## What to work on:
Show all lines from the material that carry the word "payloads".

## Data for the task:

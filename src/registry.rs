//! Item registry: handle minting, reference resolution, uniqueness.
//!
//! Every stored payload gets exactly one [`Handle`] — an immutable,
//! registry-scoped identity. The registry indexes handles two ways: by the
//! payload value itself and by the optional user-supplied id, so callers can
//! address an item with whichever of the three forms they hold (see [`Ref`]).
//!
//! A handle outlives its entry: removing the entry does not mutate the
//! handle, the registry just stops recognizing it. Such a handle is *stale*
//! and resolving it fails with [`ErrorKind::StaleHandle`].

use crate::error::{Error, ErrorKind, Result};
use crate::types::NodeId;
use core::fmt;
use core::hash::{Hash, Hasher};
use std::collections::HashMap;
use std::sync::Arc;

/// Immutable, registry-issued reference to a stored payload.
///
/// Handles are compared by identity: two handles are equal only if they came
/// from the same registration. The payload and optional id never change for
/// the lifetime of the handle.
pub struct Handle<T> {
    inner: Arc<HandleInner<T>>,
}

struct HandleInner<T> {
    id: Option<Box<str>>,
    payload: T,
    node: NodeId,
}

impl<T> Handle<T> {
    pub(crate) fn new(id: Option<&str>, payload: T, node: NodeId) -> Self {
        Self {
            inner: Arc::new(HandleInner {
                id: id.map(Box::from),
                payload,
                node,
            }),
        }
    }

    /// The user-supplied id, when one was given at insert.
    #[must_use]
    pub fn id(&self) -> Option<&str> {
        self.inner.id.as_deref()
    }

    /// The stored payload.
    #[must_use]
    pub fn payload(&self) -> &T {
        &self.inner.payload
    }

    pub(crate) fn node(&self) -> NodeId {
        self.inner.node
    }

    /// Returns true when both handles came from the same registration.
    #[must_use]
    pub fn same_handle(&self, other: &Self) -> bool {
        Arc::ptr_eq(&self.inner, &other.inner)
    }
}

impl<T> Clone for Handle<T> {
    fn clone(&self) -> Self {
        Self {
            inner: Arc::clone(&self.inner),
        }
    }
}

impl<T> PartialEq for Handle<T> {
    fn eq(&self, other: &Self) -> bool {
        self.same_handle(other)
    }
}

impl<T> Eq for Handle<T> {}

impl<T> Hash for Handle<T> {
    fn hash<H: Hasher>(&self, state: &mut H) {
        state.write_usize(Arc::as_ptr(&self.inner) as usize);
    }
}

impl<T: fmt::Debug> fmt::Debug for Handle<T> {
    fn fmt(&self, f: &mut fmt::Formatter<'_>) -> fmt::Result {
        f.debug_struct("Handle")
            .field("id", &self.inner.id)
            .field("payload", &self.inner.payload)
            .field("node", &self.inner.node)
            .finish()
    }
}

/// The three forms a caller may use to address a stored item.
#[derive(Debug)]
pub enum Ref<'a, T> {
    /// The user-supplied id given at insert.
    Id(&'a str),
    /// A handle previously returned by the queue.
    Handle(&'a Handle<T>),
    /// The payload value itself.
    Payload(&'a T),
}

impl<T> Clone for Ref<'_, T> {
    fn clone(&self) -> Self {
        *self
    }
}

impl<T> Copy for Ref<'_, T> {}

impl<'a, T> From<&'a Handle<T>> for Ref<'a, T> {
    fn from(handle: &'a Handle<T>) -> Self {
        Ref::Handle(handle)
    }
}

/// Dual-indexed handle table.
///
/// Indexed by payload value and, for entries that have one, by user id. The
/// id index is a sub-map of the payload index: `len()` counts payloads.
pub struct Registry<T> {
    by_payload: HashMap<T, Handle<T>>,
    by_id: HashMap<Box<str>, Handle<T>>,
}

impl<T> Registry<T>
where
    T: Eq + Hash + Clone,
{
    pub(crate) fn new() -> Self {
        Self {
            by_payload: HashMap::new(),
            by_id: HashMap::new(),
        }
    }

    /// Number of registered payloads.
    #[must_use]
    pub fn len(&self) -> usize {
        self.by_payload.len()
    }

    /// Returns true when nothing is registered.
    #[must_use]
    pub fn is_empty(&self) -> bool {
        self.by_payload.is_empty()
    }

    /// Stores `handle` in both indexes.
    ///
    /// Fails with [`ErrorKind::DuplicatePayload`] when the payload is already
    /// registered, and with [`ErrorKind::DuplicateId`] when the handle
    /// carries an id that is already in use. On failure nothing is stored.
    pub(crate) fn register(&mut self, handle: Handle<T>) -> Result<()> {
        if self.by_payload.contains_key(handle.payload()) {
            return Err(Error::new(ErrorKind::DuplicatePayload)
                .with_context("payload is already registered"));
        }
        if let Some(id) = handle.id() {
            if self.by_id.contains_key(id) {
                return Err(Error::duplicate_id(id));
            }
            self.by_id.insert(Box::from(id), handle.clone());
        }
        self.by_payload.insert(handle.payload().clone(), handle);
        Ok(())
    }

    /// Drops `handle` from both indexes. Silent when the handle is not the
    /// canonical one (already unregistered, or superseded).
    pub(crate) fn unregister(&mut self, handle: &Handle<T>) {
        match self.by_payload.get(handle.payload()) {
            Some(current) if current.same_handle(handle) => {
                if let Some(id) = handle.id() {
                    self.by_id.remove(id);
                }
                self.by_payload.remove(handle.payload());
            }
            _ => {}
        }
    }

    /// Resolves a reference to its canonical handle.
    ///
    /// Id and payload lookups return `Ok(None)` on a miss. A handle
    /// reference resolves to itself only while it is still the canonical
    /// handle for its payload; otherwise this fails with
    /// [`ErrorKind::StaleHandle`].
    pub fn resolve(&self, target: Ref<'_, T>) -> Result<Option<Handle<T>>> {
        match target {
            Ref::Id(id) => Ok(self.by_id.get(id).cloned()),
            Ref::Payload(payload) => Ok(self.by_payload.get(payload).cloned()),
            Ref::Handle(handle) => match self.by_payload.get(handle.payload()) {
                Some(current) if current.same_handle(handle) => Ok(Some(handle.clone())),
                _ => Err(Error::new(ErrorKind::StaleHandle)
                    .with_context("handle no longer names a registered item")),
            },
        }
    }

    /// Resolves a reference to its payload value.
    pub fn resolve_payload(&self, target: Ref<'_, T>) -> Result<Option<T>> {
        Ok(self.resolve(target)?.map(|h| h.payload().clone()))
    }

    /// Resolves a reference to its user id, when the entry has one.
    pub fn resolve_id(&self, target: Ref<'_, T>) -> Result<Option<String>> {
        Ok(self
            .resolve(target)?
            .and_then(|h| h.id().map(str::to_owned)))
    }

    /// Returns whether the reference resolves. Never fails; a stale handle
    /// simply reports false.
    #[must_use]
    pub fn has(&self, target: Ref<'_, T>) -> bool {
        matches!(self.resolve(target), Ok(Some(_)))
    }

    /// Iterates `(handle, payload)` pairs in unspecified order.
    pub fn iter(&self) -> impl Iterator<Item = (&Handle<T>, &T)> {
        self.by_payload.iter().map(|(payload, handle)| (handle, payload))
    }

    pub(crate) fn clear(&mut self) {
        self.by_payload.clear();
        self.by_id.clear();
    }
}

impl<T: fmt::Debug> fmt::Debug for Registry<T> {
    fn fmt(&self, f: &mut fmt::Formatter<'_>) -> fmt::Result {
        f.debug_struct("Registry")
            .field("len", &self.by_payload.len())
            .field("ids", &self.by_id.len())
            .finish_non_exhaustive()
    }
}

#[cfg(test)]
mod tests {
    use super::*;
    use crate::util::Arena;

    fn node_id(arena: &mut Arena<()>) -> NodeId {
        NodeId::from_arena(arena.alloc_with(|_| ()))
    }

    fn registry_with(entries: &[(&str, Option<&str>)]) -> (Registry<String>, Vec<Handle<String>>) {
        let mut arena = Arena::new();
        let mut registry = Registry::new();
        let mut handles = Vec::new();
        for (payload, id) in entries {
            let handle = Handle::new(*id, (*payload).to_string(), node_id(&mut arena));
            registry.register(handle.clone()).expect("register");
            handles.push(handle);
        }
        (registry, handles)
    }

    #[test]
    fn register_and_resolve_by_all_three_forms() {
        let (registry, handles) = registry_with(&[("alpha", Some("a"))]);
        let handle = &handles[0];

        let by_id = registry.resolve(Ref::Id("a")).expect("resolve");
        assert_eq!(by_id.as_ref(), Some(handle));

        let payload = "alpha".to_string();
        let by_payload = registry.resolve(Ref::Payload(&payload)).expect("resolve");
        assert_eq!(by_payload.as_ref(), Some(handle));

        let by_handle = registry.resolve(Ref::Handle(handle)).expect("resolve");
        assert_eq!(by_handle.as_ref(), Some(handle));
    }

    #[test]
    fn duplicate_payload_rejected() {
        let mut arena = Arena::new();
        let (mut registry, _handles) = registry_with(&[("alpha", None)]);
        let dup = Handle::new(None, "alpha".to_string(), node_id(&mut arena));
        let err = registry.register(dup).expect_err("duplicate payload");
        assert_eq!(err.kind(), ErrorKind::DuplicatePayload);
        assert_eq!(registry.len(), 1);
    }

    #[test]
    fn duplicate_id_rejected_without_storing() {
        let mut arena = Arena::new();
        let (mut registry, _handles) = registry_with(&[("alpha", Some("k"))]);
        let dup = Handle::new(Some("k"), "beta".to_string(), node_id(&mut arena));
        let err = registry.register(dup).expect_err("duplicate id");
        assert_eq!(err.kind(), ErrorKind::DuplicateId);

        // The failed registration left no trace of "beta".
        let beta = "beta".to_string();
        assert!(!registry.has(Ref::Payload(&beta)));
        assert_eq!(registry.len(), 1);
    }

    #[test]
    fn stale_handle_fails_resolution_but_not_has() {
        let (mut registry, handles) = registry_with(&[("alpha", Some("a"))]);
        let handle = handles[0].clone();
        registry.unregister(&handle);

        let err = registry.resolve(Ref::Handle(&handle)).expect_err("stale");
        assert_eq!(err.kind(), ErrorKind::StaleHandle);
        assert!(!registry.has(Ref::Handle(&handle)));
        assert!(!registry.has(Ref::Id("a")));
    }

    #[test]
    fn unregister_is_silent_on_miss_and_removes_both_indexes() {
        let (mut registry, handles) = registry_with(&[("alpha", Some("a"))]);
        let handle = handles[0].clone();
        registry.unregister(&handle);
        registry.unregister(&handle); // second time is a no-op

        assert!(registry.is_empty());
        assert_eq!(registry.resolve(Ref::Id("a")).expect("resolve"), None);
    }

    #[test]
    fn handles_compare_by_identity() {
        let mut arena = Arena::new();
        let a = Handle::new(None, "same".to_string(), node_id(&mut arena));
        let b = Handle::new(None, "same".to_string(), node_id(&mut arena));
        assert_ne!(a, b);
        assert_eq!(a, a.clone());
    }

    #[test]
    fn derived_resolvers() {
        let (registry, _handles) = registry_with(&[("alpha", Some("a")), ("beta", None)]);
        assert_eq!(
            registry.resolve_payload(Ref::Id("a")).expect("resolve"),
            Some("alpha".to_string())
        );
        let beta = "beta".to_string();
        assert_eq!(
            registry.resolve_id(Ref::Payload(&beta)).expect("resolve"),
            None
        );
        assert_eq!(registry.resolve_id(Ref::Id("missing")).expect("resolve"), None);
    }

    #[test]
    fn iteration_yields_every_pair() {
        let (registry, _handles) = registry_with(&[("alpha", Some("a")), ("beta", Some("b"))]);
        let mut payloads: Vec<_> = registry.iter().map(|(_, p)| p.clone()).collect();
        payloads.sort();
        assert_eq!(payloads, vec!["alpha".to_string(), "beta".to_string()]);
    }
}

## Task result:
/// id index is a sub-map of the payload index: `len()` counts payloads.
    /// Number of registered payloads.
        let mut payloads: Vec<_> = registry.iter().map(|(_, p)| p.clone()).collect();
        payloads.sort();
        assert_eq!(payloads, vec!["alpha".to_string(), "beta".to_string()]);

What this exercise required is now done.